On February 1, 2023, the ACEP Board of Directors approved a clinical policy developed by the ACEP Clinical Policies Committee on critical issues in the evaluation and management of emergency department (ED) patients with suspected appendicitis. This clinical policy will be published in the June 2023 issue of the Annals of Emergency Medicine, and can be found on ACEP’s website and will also be included in the ECRI Guidelines Trust upon its acceptance.
Abdominal pain is a high-volume, high-risk chief complaint. In 2016, patients with abdominal pain composed 8.6 percent of ED visits. Almost 200,000 patients are diagnosed with appendicitis each year. Missed diagnosis of appendicitis remains an area at high risk of litigation. Among children, appendicitis is the fifth most common cause of malpractice litigation against emergency physicians. The diagnosis of appendicitis can be challenging even in the most experienced of clinical hands.
This policy is an update of the 2010 ACEP “Clinical Policy: Critical Issues in the Evaluation and Management of Emergency Department Patients with Suspected Appendicitis.” This clinical policy is intended for patients presenting to the ED with acute, nontraumatic abdominal pain and possible or suspected appendicitis.
Based on feedback from ACEP membership, the Clinical Policies Committee conducted an updated systematic review of the literature to assess any needed changes to the 2010 clinical policy and to determine whether there was a need for additional evidence-based recommendations. After a thorough review of the literature, the topics of the 2010 clinical policy were updated or readdressed for this 2023 clinical policy.

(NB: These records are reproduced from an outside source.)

impl PostgresqlBackend {
    /// Connect and make sure the schema exists
    pub async fn new(config: &PostgresqlConfig) -> Result<Self> {
        let pool = earmark_db::create_pool(
            &config.host,
            config.port,
            &config.database,
            &config.user,
            &config.password,
            config.max_connections,
        )?;

        // Test the connection
        earmark_db::test_connection(&pool)
            .await
            .with_context(|| format!("Cannot reach PostgreSQL at {}:{}", config.host, config.port))?;
        earmark_db::ensure_schema(&pool).await?;

        Ok(Self { pool })
    }

    fn to_stored(row: earmark_db::TrackRow, postings: Vec<earmark_db::PostingRow>) -> StoredTrack {
        StoredTrack {
            metadata: TrackMetadata {
                track_id: row.id as TrackId,
                title: row.title,
                artist: row.artist,
                source_path: row.source_path,
                duration_ms: row.duration_ms as u32,
                sample_rate: row.sample_rate as u32,
                created_at: row.created_at.to_rfc3339(),
            },
            algorithm_params: row.algorithm_params,
            fingerprints: postings
                .into_iter()
                .map(|p| Fingerprint {
                    hash: p.hash as u64,
                    anchor_time: p.t as u32,
                })
                .collect(),
        }
    }
}

#[async_trait]
impl StorageBackend for PostgresqlBackend {
    async fn save_track(&self, track: &StoredTrack) -> Result<()> {
        let meta = &track.metadata;
        let id = meta.track_id as i32;

        let created_at = chrono::DateTime::parse_from_rfc3339(&meta.created_at)
            .map(|t| t.with_timezone(&chrono::Utc))
            .unwrap_or_else(|_| chrono::Utc::now());

        let new_track = earmark_db::NewTrack {
            id,
            title: meta.title.clone(),
            artist: meta.artist.clone(),
            source_path: meta.source_path.clone(),
            duration_ms: meta.duration_ms as i32,
            sample_rate: meta.sample_rate as i32,
            algorithm_params: track.algorithm_params.clone(),
            created_at,
        };

        // Hashes use 60 bits, so they fit BIGINT unchanged
        let postings: Vec<earmark_db::PostingRow> = track
            .fingerprints
            .iter()
            .map(|fp| earmark_db::PostingRow {
                track_id: id,
                hash: fp.hash as i64,
                t: fp.anchor_time as i32,
            })
            .collect();

        earmark_db::replace_track(&self.pool, &new_track, &postings).await
    }

    async fn load_track(&self, track_id: TrackId) -> Result<Option<StoredTrack>> {
        let id = track_id as i32;
        match earmark_db::get_track(&self.pool, id).await? {
            Some(row) => {
                let postings = earmark_db::get_postings_by_track(&self.pool, id).await?;
                Ok(Some(Self::to_stored(row, postings)))
            }
            None => Ok(None),
        }
    }

    async fn load_all(&self) -> Result<Vec<StoredTrack>> {
        let rows = earmark_db::get_all_tracks(&self.pool).await?;

        let mut tracks = Vec::with_capacity(rows.len());
        for row in rows {
            let postings = earmark_db::get_postings_by_track(&self.pool, row.id).await?;
            tracks.push(Self::to_stored(row, postings));
        }
        Ok(tracks)
    }

    async fn delete_track(&self, track_id: TrackId) -> Result<bool> {
        earmark_db::delete_track(&self.pool, track_id as i32).await
    }

    async fn list_tracks(&self) -> Result<Vec<TrackMetadata>> {
        Ok(earmark_db::get_all_tracks(&self.pool)
            .await?
            .into_iter()
            .map(|row| Self::to_stored(row, Vec::new()).metadata)
            .collect())
    }
}
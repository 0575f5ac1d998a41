//! Format violations and I/O failures

use thiserror::Error;

pub type Result<T> = std::result::Result<T, FpError>;

#[derive(Debug, Error)]
pub enum FpError {
    #[error("I/O error: {0}")]
    Io(#[from] std::io::Error),

    #[error("not a fingerprint file: magic bytes mismatch")]
    BadMagic,

    #[error("unsupported format version {0}")]
    UnsupportedVersion(u16),

    #[error("file truncated: expected {expected} bytes, found {actual}")]
    Truncated { expected: usize, actual: usize },

    #[error("checksum mismatch: header {expected:#018x}, computed {actual:#018x}")]
    ChecksumMismatch { expected: u64, actual: u64 },

    #[error("payload holds {actual} bytes, expected {expected}")]
    PayloadSize { expected: usize, actual: usize },

    #[error("invalid JSON: {0}")]
    Json(#[from] serde_json::Error),

    #[error("BSON encode failed: {0}")]
    BsonEncode(#[from] bson::ser::Error),

    #[error("BSON decode failed: {0}")]
    BsonDecode(#[from] bson::de::Error),

    #[error("unknown fingerprint file extension: {0}")]
    UnknownExtension(String),
}
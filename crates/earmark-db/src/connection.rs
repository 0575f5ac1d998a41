//! Database connection management

use deadpool_postgres::{Config, ManagerConfig, Pool, PoolConfig, RecyclingMethod, Runtime};
use tokio_postgres::NoTls;

pub type DbPool = Pool;

/// Create a PostgreSQL connection pool
///
/// No connection is opened until the first `pool.get()`.
pub fn create_pool(
    host: &str,
    port: u16,
    database: &str,
    user: &str,
    password: &str,
    max_connections: u32,
) -> anyhow::Result<DbPool> {
    let mut cfg = Config::new();
    cfg.host = Some(host.to_string());
    cfg.port = Some(port);
    cfg.dbname = Some(database.to_string());
    cfg.user = Some(user.to_string());
    cfg.password = Some(password.to_string());
    cfg.pool = Some(PoolConfig::new(max_connections.max(1) as usize));

    cfg.manager = Some(ManagerConfig {
        recycling_method: RecyclingMethod::Fast,
    });

    let pool = cfg.create_pool(Some(Runtime::Tokio1), NoTls)?;
    log::debug!("Created pool for {}@{}:{}/{}", user, host, port, database);

    Ok(pool)
}

/// Test database connection
pub async fn test_connection(pool: &DbPool) -> anyhow::Result<()> {
    let client = pool.get().await?;
    let row = client.query_one("SELECT 1 as test", &[]).await?;
    let test: i32 = row.get(0);

    if test == 1 {
        Ok(())
    } else {
        anyhow::bail!("Database connection test failed")
    }
}
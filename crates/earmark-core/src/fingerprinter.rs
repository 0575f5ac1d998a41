//! Samples to fingerprints in one pass

use crate::config::FingerprintConfig;
use crate::error::Result;
use crate::fingerprint::{Fingerprint, FingerprintGenerator};
use crate::landmark::{Landmark, LandmarkExtractor};
use crate::transform::SpectrogramBuilder;

/// Fingerprints of one sample sequence, with the counts behind them
#[derive(Debug, Clone, Default)]
pub struct TrackFingerprints {
    pub frames: usize,
    pub landmarks: usize,
    pub fingerprints: Vec<Fingerprint>,
}

/// Spectrogram, landmark and hash stages wired together.
///
/// Holds only planned FFT state, so one instance can be shared by every worker.
pub struct Fingerprinter {
    spectrogram: SpectrogramBuilder,
    extractor: LandmarkExtractor,
    generator: FingerprintGenerator,
}

impl Fingerprinter {
    pub fn new(config: &FingerprintConfig) -> Result<Self> {
        Ok(Self {
            spectrogram: SpectrogramBuilder::new(config)?,
            extractor: LandmarkExtractor::new(config),
            generator: FingerprintGenerator::new(config),
        })
    }

    pub fn landmarks(&self, samples: &[f32]) -> Vec<Landmark> {
        self.extractor.extract(self.spectrogram.frames(samples))
    }

    pub fn fingerprint(&self, samples: &[f32]) -> TrackFingerprints {
        let landmarks = self.landmarks(samples);
        let fingerprints = self.generator.generate(&landmarks);

        TrackFingerprints {
            frames: self.spectrogram.frame_count(samples.len()),
            landmarks: landmarks.len(),
            fingerprints,
        }
    }
}

#[cfg(test)]
mod tests {
    use super::*;
    use crate::test_signals::stepped_sweep;

    #[test]
    fn test_short_input_is_empty_not_an_error() {
        let fingerprinter = Fingerprinter::new(&FingerprintConfig::default()).unwrap();
        let result = fingerprinter.fingerprint(&[0.1; 1000]);
        assert_eq!(result.frames, 0);
        assert_eq!(result.landmarks, 0);
        assert!(result.fingerprints.is_empty());
    }

    #[test]
    fn test_sweep_produces_fingerprints() {
        let config = FingerprintConfig::default();
        let fingerprinter = Fingerprinter::new(&config).unwrap();
        let samples = stepped_sweep(3.0, config.sample_rate, 0);
        let result = fingerprinter.fingerprint(&samples);

        assert_eq!(result.frames, (48_000 - 2048) / 512 + 1);
        // Roughly one landmark per tone burst
        assert!(result.landmarks >= 25, "landmarks: {}", result.landmarks);
        assert!(result.fingerprints.len() >= result.landmarks);
        assert!(result.fingerprints.len() <= result.landmarks * config.fan_out);
    }

    #[test]
    fn test_fingerprinting_is_deterministic() {
        let config = FingerprintConfig::default();
        let samples = stepped_sweep(2.0, config.sample_rate, 1);
        let a = Fingerprinter::new(&config).unwrap().fingerprint(&samples);
        let b = Fingerprinter::new(&config).unwrap().fingerprint(&samples);
        assert_eq!(a.fingerprints, b.fingerprints);
    }
}
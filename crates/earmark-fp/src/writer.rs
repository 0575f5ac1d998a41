//! .fp file writer

use crate::error::Result;
use crate::format::{FpHeader, TrackFile, ENTRY_SIZE, HEADER_SIZE, VERSION};
use crc::{Crc, CRC_64_ECMA_182};
use std::fs::File;
use std::io::{BufWriter, Write};
use std::path::Path;

pub(crate) const CRC64: Crc<u64> = Crc::<u64>::new(&CRC_64_ECMA_182);

pub struct FpWriter {
    compress: bool,
    level: i32,
}

impl FpWriter {
    pub fn new() -> Self {
        Self {
            compress: false,
            level: 3,
        }
    }

    /// Writer that zstd-compresses the entry payload
    pub fn compressed(level: i32) -> Self {
        Self {
            compress: true,
            level,
        }
    }

    /// Write .fp file
    pub fn write(&self, path: &Path, track: &TrackFile) -> Result<()> {
        let bytes = self.encode(track)?;
        let mut writer = BufWriter::new(File::create(path)?);
        writer.write_all(&bytes)?;
        writer.flush()?;
        Ok(())
    }

    pub fn encode(&self, track: &TrackFile) -> Result<Vec<u8>> {
        let metadata = serde_json::to_vec(&track.info)?;

        let mut payload = Vec::with_capacity(track.entries.len() * ENTRY_SIZE);
        for entry in &track.entries {
            payload.extend_from_slice(&entry.to_bytes());
        }

        let compressed;
        let stored: &[u8] = if self.compress {
            compressed = zstd::encode_all(payload.as_slice(), self.level)?;
            &compressed
        } else {
            &payload
        };

        let mut digest = CRC64.digest();
        digest.update(&metadata);
        digest.update(stored);

        let mut header = FpHeader {
            version: VERSION,
            flags: 0,
            metadata_size: metadata.len() as u32,
            num_entries: track.entries.len() as u32,
            payload_size: payload.len() as u64,
            stored_size: stored.len() as u64,
            checksum: digest.finalize(),
        };
        header.set_compressed(self.compress);

        let mut out = Vec::with_capacity(HEADER_SIZE + metadata.len() + stored.len());
        out.extend_from_slice(&header.to_bytes());
        out.extend_from_slice(&metadata);
        out.extend_from_slice(stored);
        Ok(out)
    }
}

impl Default for FpWriter {
    fn default() -> Self {
        Self::new()
    }
}
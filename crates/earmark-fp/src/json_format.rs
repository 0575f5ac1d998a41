//! JSON and BSON encodings of a track file

use crate::error::{FpError, Result};
use crate::format::TrackFile;
use crate::reader::FpReader;
use std::fs;
use std::path::Path;

impl TrackFile {
    pub fn save_json(&self, path: &Path) -> Result<()> {
        let json = serde_json::to_string_pretty(self)?;
        fs::write(path, json)?;
        Ok(())
    }

    pub fn load_json(path: &Path) -> Result<Self> {
        let data = fs::read(path)?;
        Ok(serde_json::from_slice(&data)?)
    }

    pub fn save_bson(&self, path: &Path) -> Result<()> {
        let data = bson::to_vec(self)?;
        fs::write(path, data)?;
        Ok(())
    }

    pub fn load_bson(path: &Path) -> Result<Self> {
        let data = fs::read(path)?;
        Ok(bson::from_slice(&data)?)
    }

    /// Load by extension: `.json`, `.bson` or `.fp`
    pub fn load_auto(path: &Path) -> Result<Self> {
        let ext = path
            .extension()
            .map(|e| e.to_string_lossy().to_lowercase())
            .unwrap_or_default();

        match ext.as_str() {
            "json" => Self::load_json(path),
            "bson" => Self::load_bson(path),
            "fp" => FpReader::read(path),
            _ => Err(FpError::UnknownExtension(ext)),
        }
    }
}
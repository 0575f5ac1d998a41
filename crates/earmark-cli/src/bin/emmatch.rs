//! emmatch - Identify an audio clip against the stored tracks
//!
//! Usage: emmatch [--config <path>] [--threshold X] [--max-results N]
//!                [--start S] [--duration D] <query>

use anyhow::Result;
use clap::Parser;
use earmark_cli::output::{print_json, MatchOutput};
use earmark_core::{hydrate, open_backend, Decoder, EarmarkConfig, Engine, FileDecoder};
use std::path::PathBuf;

#[derive(Parser, Debug)]
#[command(name = "emmatch")]
#[command(about = "Match an audio clip against stored fingerprints", long_about = None)]
struct Args {
    /// Path to configuration file (TOML)
    #[arg(short, long)]
    config: Option<PathBuf>,

    /// Minimum aligned votes for a match (overrides [matching])
    #[arg(short, long)]
    threshold: Option<f64>,

    /// Maximum number of results (overrides [matching])
    #[arg(short = 'n', long)]
    max_results: Option<usize>,

    /// Start of the clip within the query file, in seconds
    #[arg(short, long, default_value_t = 0.0)]
    start: f64,

    /// Length of the clip in seconds (default: to the end)
    #[arg(short, long)]
    duration: Option<f64>,

    /// Query audio file
    query: PathBuf,

    /// Enable verbose logging
    #[arg(short, long)]
    verbose: bool,
}

#[tokio::main]
async fn main() -> Result<()> {
    let args = Args::parse();
    earmark_cli::init_logging(args.verbose);

    let mut config = EarmarkConfig::load_or_default(args.config.as_deref())?;
    if let Some(threshold) = args.threshold {
        config.matching.match_threshold = threshold;
    }
    if let Some(max_results) = args.max_results {
        config.matching.max_results = max_results;
    }
    config.validate()?;

    if !args.query.exists() {
        anyhow::bail!("Query file not found: {}", args.query.display());
    }
    if args.start < 0.0 || args.duration.is_some_and(|d| d <= 0.0) {
        anyhow::bail!("--start must be non-negative and --duration positive");
    }

    let backend = open_backend(&config.storage).await?;
    let engine = Engine::in_memory(config.engine_config())?;
    hydrate(backend.as_ref(), &engine).await?;

    let audio = FileDecoder::from_config(&config.fingerprinting).decode(&args.query)?;
    let rate = audio.sample_rate as f64;
    let begin = ((args.start * rate) as usize).min(audio.samples.len());
    let end = match args.duration {
        Some(d) => (begin + (d * rate) as usize).min(audio.samples.len()),
        None => audio.samples.len(),
    };
    log::info!(
        "Query {}: {:.2}s from {:.2}s",
        args.query.display(),
        (end - begin) as f64 / rate,
        args.start
    );

    let outcome = engine.match_samples(&audio.samples[begin..end])?;
    print_json(&MatchOutput::new(
        &args.query.display().to_string(),
        outcome,
        &engine,
    ));
    Ok(())
}
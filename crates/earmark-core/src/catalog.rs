//! Track metadata side table
//!
//! Reporting looks tracks up here by id. Scoring never reads it.

use crate::error::{Error, Result};
use crate::index::TrackId;
use serde::{Deserialize, Serialize};
use std::collections::BTreeMap;
use std::sync::RwLock;

#[derive(Debug, Clone, PartialEq, Serialize, Deserialize)]
pub struct TrackMetadata {
    pub track_id: TrackId,
    pub title: String,
    #[serde(default, skip_serializing_if = "Option::is_none")]
    pub artist: Option<String>,
    #[serde(default, skip_serializing_if = "Option::is_none")]
    pub source_path: Option<String>,
    pub duration_ms: u32,
    pub sample_rate: u32,
    /// RFC 3339 timestamp
    pub created_at: String,
}

impl TrackMetadata {
    /// Metadata stamped with the current time
    pub fn new(track_id: TrackId, title: impl Into<String>, duration_ms: u32, sample_rate: u32) -> Self {
        Self {
            track_id,
            title: title.into(),
            artist: None,
            source_path: None,
            duration_ms,
            sample_rate,
            created_at: chrono::Utc::now().to_rfc3339(),
        }
    }
}

#[derive(Debug, Default)]
pub struct TrackCatalog {
    tracks: RwLock<BTreeMap<TrackId, TrackMetadata>>,
}

impl TrackCatalog {
    pub fn new() -> Self {
        Self::default()
    }

    pub fn insert(&self, metadata: TrackMetadata) -> Result<()> {
        self.tracks
            .write()
            .map_err(|_| poisoned())?
            .insert(metadata.track_id, metadata);
        Ok(())
    }

    pub fn get(&self, track_id: TrackId) -> Result<Option<TrackMetadata>> {
        Ok(self.tracks.read().map_err(|_| poisoned())?.get(&track_id).cloned())
    }

    pub fn remove(&self, track_id: TrackId) -> Result<Option<TrackMetadata>> {
        Ok(self.tracks.write().map_err(|_| poisoned())?.remove(&track_id))
    }

    /// All tracks ordered by id
    pub fn list(&self) -> Result<Vec<TrackMetadata>> {
        Ok(self.tracks.read().map_err(|_| poisoned())?.values().cloned().collect())
    }

    pub fn len(&self) -> usize {
        self.tracks.read().map(|t| t.len()).unwrap_or(0)
    }

    pub fn is_empty(&self) -> bool {
        self.len() == 0
    }

    /// Smallest id above every catalogued track
    pub fn next_track_id(&self) -> Result<TrackId> {
        let tracks = self.tracks.read().map_err(|_| poisoned())?;
        Ok(tracks.keys().next_back().map_or(1, |id| id + 1))
    }
}

fn poisoned() -> Error {
    Error::IndexUnavailable("track catalog lock poisoned".to_string())
}

#[cfg(test)]
mod tests {
    use super::*;

    #[test]
    fn test_insert_get_remove() {
        let catalog = TrackCatalog::new();
        assert!(catalog.is_empty());
        assert_eq!(catalog.next_track_id().unwrap(), 1);

        let mut meta = TrackMetadata::new(4, "Sweep", 10_000, 16000);
        meta.artist = Some("Test Signal".into());
        catalog.insert(meta.clone()).unwrap();
        catalog.insert(TrackMetadata::new(2, "Other", 5_000, 16000)).unwrap();

        assert_eq!(catalog.get(4).unwrap(), Some(meta));
        assert_eq!(catalog.next_track_id().unwrap(), 5);
        let ids: Vec<TrackId> = catalog.list().unwrap().iter().map(|m| m.track_id).collect();
        assert_eq!(ids, vec![2, 4]);

        assert!(catalog.remove(4).unwrap().is_some());
        assert!(catalog.get(4).unwrap().is_none());
        assert_eq!(catalog.len(), 1);
    }

    #[test]
    fn test_created_at_is_rfc3339() {
        let meta = TrackMetadata::new(1, "x", 0, 16000);
        assert!(chrono::DateTime::parse_from_rfc3339(&meta.created_at).is_ok());
    }
}
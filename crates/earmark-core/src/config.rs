//! Configuration parameters for fingerprinting, matching and batch ingest
//!
//! Every component receives its parameters at construction; nothing in the
//! algorithmic core reads ambient state.

use crate::error::{Error, Result};
use serde::{Deserialize, Serialize};

/// Widest value a single hash field can carry (see [`crate::fingerprint`])
pub const HASH_FIELD_LIMIT: usize = 1 << 20;

/// Parameters that determine the fingerprints themselves.
///
/// Two libraries are only comparable when they were fingerprinted with the
/// same values here.
#[derive(Debug, Clone, PartialEq, Serialize, Deserialize)]
#[serde(default)]
pub struct FingerprintConfig {
    // Audio processing
    pub sample_rate: u32,

    // Spectral transform
    pub n_fft: usize,
    pub hop_length: usize,

    // Landmark extraction
    pub max_landmarks_per_frame: usize,
    pub freq_neighborhood: usize,
    pub time_neighborhood: usize,
    pub min_magnitude: f32,

    // Hash generation
    pub fan_out: usize,
    pub min_time_delta: u32,
    pub max_time_delta: u32,
    pub max_freq_delta: u32,
}

impl Default for FingerprintConfig {
    fn default() -> Self {
        Self {
            sample_rate: 16000,

            n_fft: 2048,
            hop_length: 512,

            max_landmarks_per_frame: 100,
            freq_neighborhood: 5,
            time_neighborhood: 3,
            // About -40 dBFS on the normalized magnitude scale
            min_magnitude: 0.01,

            fan_out: 5,
            min_time_delta: 1,
            max_time_delta: 32,
            max_freq_delta: 256,
        }
    }
}

impl FingerprintConfig {
    /// Validate configuration parameters
    pub fn validate(&self) -> Result<()> {
        if self.sample_rate == 0 {
            return Err(invalid("sample_rate must be > 0"));
        }
        if self.n_fft < 2 {
            return Err(invalid("n_fft must be >= 2"));
        }
        if self.hop_length == 0 {
            return Err(invalid("hop_length must be > 0"));
        }
        if self.hop_length > self.n_fft {
            return Err(invalid("hop_length must be <= n_fft"));
        }
        if self.num_bins() > HASH_FIELD_LIMIT {
            return Err(invalid("n_fft too large for the 20-bit frequency hash field"));
        }
        if self.max_landmarks_per_frame == 0 {
            return Err(invalid("max_landmarks_per_frame must be > 0"));
        }
        if !self.min_magnitude.is_finite() || self.min_magnitude < 0.0 {
            return Err(invalid("min_magnitude must be a finite, non-negative value"));
        }
        if self.fan_out == 0 {
            return Err(invalid("fan_out must be > 0"));
        }
        if self.min_time_delta > self.max_time_delta {
            return Err(invalid("min_time_delta must be <= max_time_delta"));
        }
        if self.max_time_delta as usize >= HASH_FIELD_LIMIT {
            return Err(invalid("max_time_delta too large for the 20-bit time hash field"));
        }
        Ok(())
    }

    /// Number of non-negative frequency bins per frame
    pub fn num_bins(&self) -> usize {
        self.n_fft / 2 + 1
    }

    /// Duration of one hop in seconds
    pub fn frame_seconds(&self) -> f64 {
        self.hop_length as f64 / self.sample_rate as f64
    }

    /// Stable signature of the parameters, stored alongside persisted tracks
    pub fn signature(&self) -> String {
        serde_json::to_string(self).unwrap_or_default()
    }
}

/// Query-side parameters
#[derive(Debug, Clone, PartialEq, Serialize, Deserialize)]
#[serde(default)]
pub struct MatchConfig {
    /// Minimum number of offset-aligned votes a track needs to be reported.
    ///
    /// This is an absolute vote count, not a normalized score.
    pub match_threshold: f64,
    pub max_results: usize,
    /// Width of an offset histogram bucket, in frames
    pub offset_bucket_width: u32,
    /// Evenly spaced start offsets within one hop at which a sample query is
    /// fingerprinted. A clip cut off the reference hop grid only collides
    /// with the reference once one of these lines it back up.
    pub query_shifts: usize,
}

impl Default for MatchConfig {
    fn default() -> Self {
        Self {
            match_threshold: 5.0,
            max_results: 10,
            offset_bucket_width: 1,
            query_shifts: 4,
        }
    }
}

impl MatchConfig {
    pub fn validate(&self) -> Result<()> {
        if !self.match_threshold.is_finite() || self.match_threshold < 0.0 {
            return Err(invalid("match_threshold must be a finite, non-negative vote count"));
        }
        if self.max_results == 0 {
            return Err(invalid("max_results must be > 0"));
        }
        if self.offset_bucket_width == 0 {
            return Err(invalid("offset_bucket_width must be > 0"));
        }
        if self.query_shifts == 0 {
            return Err(invalid("query_shifts must be > 0"));
        }
        Ok(())
    }

    /// Sample offsets a query is fingerprinted at, given the hop length
    pub fn query_offsets(&self, hop_length: usize) -> Vec<usize> {
        (0..self.query_shifts)
            .map(|i| i * hop_length / self.query_shifts)
            .collect()
    }
}

/// Batch ingest parameters
#[derive(Debug, Clone, PartialEq, Serialize, Deserialize)]
#[serde(default)]
pub struct PipelineConfig {
    pub workers: usize,
    pub ingest_retries: u32,
    pub retry_backoff_ms: u64,
    pub index_shards: usize,
}

impl Default for PipelineConfig {
    fn default() -> Self {
        let workers = std::thread::available_parallelism()
            .map(|n| n.get().saturating_sub(1))
            .unwrap_or(1)
            .max(1);
        Self {
            workers,
            ingest_retries: 3,
            retry_backoff_ms: 10,
            index_shards: 64,
        }
    }
}

impl PipelineConfig {
    pub fn validate(&self) -> Result<()> {
        if self.workers == 0 {
            return Err(invalid("workers must be > 0"));
        }
        if self.index_shards == 0 || !self.index_shards.is_power_of_two() {
            return Err(invalid("index_shards must be a power of two"));
        }
        Ok(())
    }
}

/// Everything an [`crate::Engine`] needs
#[derive(Debug, Clone, Default, PartialEq, Serialize, Deserialize)]
pub struct EngineConfig {
    #[serde(default)]
    pub fingerprint: FingerprintConfig,
    #[serde(default)]
    pub matching: MatchConfig,
    #[serde(default)]
    pub pipeline: PipelineConfig,
}

impl EngineConfig {
    pub fn validate(&self) -> Result<()> {
        validate_matching(&self.fingerprint, &self.matching)?;
        self.pipeline.validate()
    }
}

/// Both halves of a matcher's configuration, and how they fit together
pub(crate) fn validate_matching(fingerprint: &FingerprintConfig, matching: &MatchConfig) -> Result<()> {
    fingerprint.validate()?;
    matching.validate()?;
    if matching.query_shifts > fingerprint.hop_length {
        return Err(invalid("query_shifts must be <= hop_length"));
    }
    Ok(())
}

fn invalid(reason: &str) -> Error {
    Error::InvalidConfig(reason.to_string())
}

#[cfg(test)]
mod tests {
    use super::*;

    #[test]
    fn test_defaults_are_valid() {
        assert!(FingerprintConfig::default().validate().is_ok());
        assert!(MatchConfig::default().validate().is_ok());
        assert!(PipelineConfig::default().validate().is_ok());
    }

    #[test]
    fn test_default_values() {
        let config = FingerprintConfig::default();
        assert_eq!(config.sample_rate, 16000);
        assert_eq!(config.n_fft, 2048);
        assert_eq!(config.hop_length, 512);
        assert_eq!(config.max_landmarks_per_frame, 100);
        assert_eq!(config.num_bins(), 1025);
        assert!((config.frame_seconds() - 0.032).abs() < 1e-12);
        assert_eq!(MatchConfig::default().match_threshold, 5.0);
    }

    #[test]
    fn test_rejects_bad_fingerprint_config() {
        let mut config = FingerprintConfig::default();
        config.hop_length = 0;
        assert!(matches!(config.validate(), Err(Error::InvalidConfig(_))));

        let mut config = FingerprintConfig::default();
        config.hop_length = 4096;
        assert!(config.validate().is_err());

        let mut config = FingerprintConfig::default();
        config.min_time_delta = 40;
        assert!(config.validate().is_err());

        let mut config = FingerprintConfig::default();
        config.min_magnitude = f32::NAN;
        assert!(config.validate().is_err());
    }

    #[test]
    fn test_rejects_bad_match_and_pipeline_config() {
        let config = MatchConfig {
            match_threshold: -1.0,
            ..Default::default()
        };
        assert!(config.validate().is_err());

        let config = PipelineConfig {
            index_shards: 48,
            ..Default::default()
        };
        assert!(config.validate().is_err());

        let config = MatchConfig {
            query_shifts: 0,
            ..Default::default()
        };
        assert!(config.validate().is_err());

        let mut config = EngineConfig::default();
        config.fingerprint.hop_length = 2;
        config.matching.query_shifts = 3;
        assert!(matches!(config.validate(), Err(Error::InvalidConfig(_))));
    }

    #[test]
    fn test_query_offsets_span_one_hop() {
        let config = MatchConfig::default();
        assert_eq!(config.query_offsets(512), vec![0, 128, 256, 384]);

        let single = MatchConfig {
            query_shifts: 1,
            ..Default::default()
        };
        assert_eq!(single.query_offsets(512), vec![0]);
    }

    #[test]
    fn test_signature_tracks_parameters() {
        let a = FingerprintConfig::default();
        let mut b = FingerprintConfig::default();
        assert_eq!(a.signature(), b.signature());
        b.fan_out = 8;
        assert_ne!(a.signature(), b.signature());
    }
}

This 2023 clinical policy focuses on the identification of patients who are so unlikely to have appendicitis that they do not warrant imaging to confirm the diagnosis and patients with high clinical suspicion of appendicitis may be referred to a surgeon with minimal or no testing.
1. In ED patients with possible acute appendicitis, can a clinical prediction rule be used to identify if no advanced imaging is required?
Patient Management Recommendations
Level A recommendations. None
Level B recommendations. In pediatric patients, clinical prediction rules can be used to risk stratify for possible acute appendicitis. However, do not use clinical prediction rules alone to identify patients who do not warrant advanced imaging for the diagnosis of appendicitis.
Level C recommendations. In adult patients, due to insufficient data, do not use clinical prediction rules to identify patients for whom no advanced imaging is required.